I don’t see a non-hacky way to retrospectively add a dataset as a subdataset with a datalad command from the top of my head, but I would simply create the .gitmodules programmatically using the git config command:

# add sub-* dataset paths to .gitmodules (in super)
for sub in sub*; do git config -f .gitmodules "submodule.${sub}.path" "$sub"; done

# save
datalad save

datalad subdatasets
# should show all subdirectories

All of this is untested and quickly written down (@yarikoptic tune in if you see if this can do bad things please ) - I hope I can have content on this in the handbook soonish!

alexlicohen · June 26, 2020, 10:25pm

Thank you for the confirmation @adina!

I have now done this for 2-3 ~1000ish subject datasets using the following code:

gist.github.com

https://gist.github.com/alexlicohen/822c05fd3d6e579ff2edd563ef52829b

BIDS_to_datalad.sh

#!/bin/bash

# in study dir:
datalad create -c text2git --force
for i in `ls -d sub-*`; do 
    if [ ! -d "${i}/.git" ]; then 
        datalad create -c text2git --force -d . $i
    fi
    pushd $i
        if [ ! -z "$(git status --porcelain)" ]; then

This file has been truncated. show original

Which seems to work without having to manually edit the .gitmodules file and can be resumed if interrupted. (which for datasets of this size… happens…)

I did not know about the -C option, that is neat! Fortunately the pushd/popd doesn’t take long.

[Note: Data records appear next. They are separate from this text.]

//! I/O helpers for masks and JSON.
//!
//! - `load_mask`: read a PNG/TIFF/etc. and binarize it into a `BinaryMask`.
//! - `save_mask`: write a mask back to disk as 8-bit grayscale.
//! - `write_json_file` / `read_json_file`: pretty JSON documents on disk.
use super::BinaryMask;
use crate::error::Result;
use serde::de::DeserializeOwned;
use serde::Serialize;
use std::fs;
use std::path::Path;

/// Load an image from disk, convert to 8-bit grayscale and binarize
/// (nonzero = plant).
pub fn load_mask(path: &Path) -> Result<BinaryMask> {
    let gray = image::open(path)?.into_luma8();
    Ok(BinaryMask::from_gray(&gray))
}

pub fn save_mask(mask: &BinaryMask, path: &Path) -> Result<()> {
    ensure_parent_dir(path)?;
    mask.to_gray_image().save(path)?;
    Ok(())
}

/// Serialize a value as pretty JSON to `path`, creating parent directories.
pub fn write_json_file<T: Serialize>(path: &Path, value: &T) -> Result<()> {
    ensure_parent_dir(path)?;
    let json = serde_json::to_string_pretty(value)?;
    fs::write(path, json)?;
    Ok(())
}

pub fn read_json_file<T: DeserializeOwned>(path: &Path) -> Result<T> {
    let data = fs::read_to_string(path)?;
    Ok(serde_json::from_str(&data)?)
}

pub(crate) fn ensure_parent_dir(path: &Path) -> Result<()> {
    if let Some(parent) = path.parent() {
        if !parent.as_os_str().is_empty() {
            fs::create_dir_all(parent)?;
        }
    }
    Ok(())
}
use serde::{Deserialize, Serialize};

/// Knobs of the row detector.
///
/// The separation between row centres is derived from the ground scale
/// (`scale / separation_divisor` pixels, i.e. 10 cm at the default).
#[derive(Clone, Copy, Debug, PartialEq, Serialize, Deserialize)]
#[serde(default)]
pub struct RowDetectorParams {
    /// Minimum prominence of a profile peak, on the [0, 1] normalized profile.
    pub min_prominence: f64,
    /// Minimum peak separation is `scale / separation_divisor` pixels.
    pub separation_divisor: f64,
    /// Relative height at which the row width is measured.
    pub rel_height: f64,
    /// Number of leading blobs accepted unconditionally, and length of the
    /// rolling window that tracks the row centre afterwards.
    pub rolling_window: usize,
    /// Accepted vertical deviation from the rolling centre, as a fraction of
    /// the row width.
    pub refine_band_factor: f64,
}

impl Default for RowDetectorParams {
    fn default() -> Self {
        Self {
            min_prominence: 0.1,
            separation_divisor: 10.0,
            rel_height: 0.5,
            rolling_window: 3,
            refine_band_factor: 0.5,
        }
    }
}

impl RowDetectorParams {
    /// Integral peak separation in pixels (at least one sample).
    pub fn min_separation_px(&self, scale: f64) -> usize {
        let raw = scale / self.separation_divisor;
        if raw.is_finite() && raw > 1.0 {
            raw.ceil() as usize
        } else {
            1
        }
    }
}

My next challenge is to figure out how to back up these multiple datasets to a Google Drive Team - Special Remote to share with, and keep in sync with, the datasets on another cluster (not to highjack my own thread, but this: http://handbook.datalad.org/en/latest/basics/101-138-sharethirdparty.html#setting-up-3rd-party-services-to-host-your-data does not specify whether you need a new remote per repo? and/or whether multiple datasets can use the same rclone remote (does it represent a general fileserver, or a specific remote for a specific repo?..)

I cannot thank you and the whole datalad team enough for these tools; they are quite an achievement!